Management of Consequences of Gold Enamel Tattooing in Maxillary Central Incisors: A Case Report ZD06-ZD08
Dr. Navdeep Jethi,
Reader, Department of Conservative Dentistry and Endodontics, Daswani Dental College and Research Centre, Kota, Rajasthan, India.
Gold enamel tattooing is a customary practice seen in various clans of Asia and the Indian subcontinent, for ages. The incidence of such cases is very low; hence they can be used as identification marks in forensic sciences and symbols of some tribes and clans. In India, these tattoos or chomps are frequently done by amateurish creatures, making gross harm to the physiology of the tooth and causing consequences like pulp involvement and periapical infection. A 32-year-old male presented with chief complaint of dull, intermittent pain which aggravates with hot stimulus, particularly on taking hot tea and broken upper front teeth because of biting on a hard nut five days back.
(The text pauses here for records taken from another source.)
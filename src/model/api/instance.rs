use chrono::{DateTime, Utc};
use serde::{Deserialize, Serialize};

use crate::engine::lifecycle::Capabilities;
use crate::model::{
    common::InstanceStatus,
    db::{Instance, NewInstance},
    mongodb::{id_as_hex, Id},
};

/// What an admin supplies to create an instance.
#[derive(Debug, Clone, PartialEq, Eq, Serialize, Deserialize)]
pub struct InstanceSpec {
    pub name: String,
    #[serde(default)]
    pub theme: Option<String>,
}

impl From<InstanceSpec> for NewInstance {
    fn from(spec: InstanceSpec) -> Self {
        NewInstance::new(spec.name, spec.theme)
    }
}

/// API-friendly view of an instance.
#[derive(Debug, Clone, PartialEq, Serialize, Deserialize)]
pub struct InstanceDescription {
    #[serde(with = "id_as_hex")]
    pub id: Id,
    pub name: String,
    pub theme: Option<String>,
    pub status: InstanceStatus,
    pub created_at: DateTime<Utc>,
    pub capabilities: Capabilities,
}

impl From<Instance> for InstanceDescription {
    fn from(instance: Instance) -> Self {
        Self {
            id: instance.id,
            capabilities: Capabilities::for_status(instance.status),
            name: instance.instance.name,
            theme: instance.instance.theme,
            status: instance.instance.status,
            created_at: instance.instance.created_at.to_chrono(),
        }
    }
}
//! Delivery of login codes to voters.
//!
//! Delivery is fire-and-forget: the engine only learns whether the hand-off
//! to the transport succeeded.

use std::sync::Arc;

use chrono::{DateTime, Utc};
use reqwest::Client;
use serde::Serialize;

use crate::error::{Error, Result};
use crate::model::{api::otp::Code, common::Email};

/// The notifier as held in Rocket's managed state.
pub type SharedNotifier = Arc<dyn Notifier>;

#[rocket::async_trait]
pub trait Notifier: Send + Sync {
    /// Send a login code to the given address.
    async fn send_code(&self, email: &Email, code: Code, expires_at: DateTime<Utc>) -> Result<()>;
}

/// Sends codes through an HTTP mail relay, as a JSON message.
pub struct HttpNotifier {
    client: Client,
    endpoint: String,
    api_key: Option<String>,
    from: String,
}

#[derive(Serialize)]
struct MailMessage<'a> {
    from: &'a str,
    to: &'a str,
    subject: &'a str,
    text: String,
}

impl HttpNotifier {
    pub fn new(endpoint: String, api_key: Option<String>, from: String) -> Self {
        Self {
            client: Client::new(),
            endpoint,
            api_key,
            from,
        }
    }
}

#[rocket::async_trait]
impl Notifier for HttpNotifier {
    async fn send_code(&self, email: &Email, code: Code, expires_at: DateTime<Utc>) -> Result<()> {
        let message = MailMessage {
            from: &self.from,
            to: email,
            subject: "Your voting login code",
            text: format!(
                "Your login code is {code}. It is valid until {}.",
                expires_at.format("%Y-%m-%d %H:%M UTC")
            ),
        };

        let mut request = self.client.post(&self.endpoint).json(&message);
        if let Some(api_key) = &self.api_key {
            request = request.bearer_auth(api_key);
        }

        let response = request
            .send()
            .await
            .map_err(|e| Error::Delivery(e.to_string()))?;
        if !response.status().is_success() {
            let status = response.status();
            let text = response.text().await.unwrap_or_default();
            return Err(Error::Delivery(format!("mail relay returned {status}: {text}")));
        }

        info!("Sent login code to {email}");
        Ok(())
    }
}

/// Writes codes to the log instead of sending them. For local development.
pub struct LogNotifier;

#[rocket::async_trait]
impl Notifier for LogNotifier {
    async fn send_code(&self, email: &Email, code: Code, expires_at: DateTime<Utc>) -> Result<()> {
        debug!("Login code for {email}: {code} (valid until {expires_at})");
        Ok(())
    }
}
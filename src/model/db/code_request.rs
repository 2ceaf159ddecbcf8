use mongodb::bson::DateTime;
use serde::{Deserialize, Serialize};

use crate::model::common::Email;

/// When a login code was last sent to an email address. Drives the per-email cooldown.
#[derive(Debug, Clone, PartialEq, Eq, Serialize, Deserialize)]
pub struct CodeRequest {
    #[serde(rename = "_id")]
    pub email: Email,
    pub last_sent_at: DateTime,
}
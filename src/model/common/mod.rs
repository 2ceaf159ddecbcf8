mod email;
mod role;
mod status;

pub use email::{Email, EmailError};
pub use role::Role;
pub use status::InstanceStatus;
Patient also complaint of pus discharge over his front teeth for three days. The patient gave the history of gold inking his two maxillary central incisors, ten years back. Pulp damage and periapical lesion was noticed due to enamel inking in upper central incisors. A periapical abscess was resulted due to violation of enamel thickness of the tooth during tooth preparation. In dental clinics, traditional gold tattoos can be done with minimal invasive cavity preparation. Enamel thickness estimation in such cases plays a very important role to safeguard a healthy tooth from the consequences of structural damage.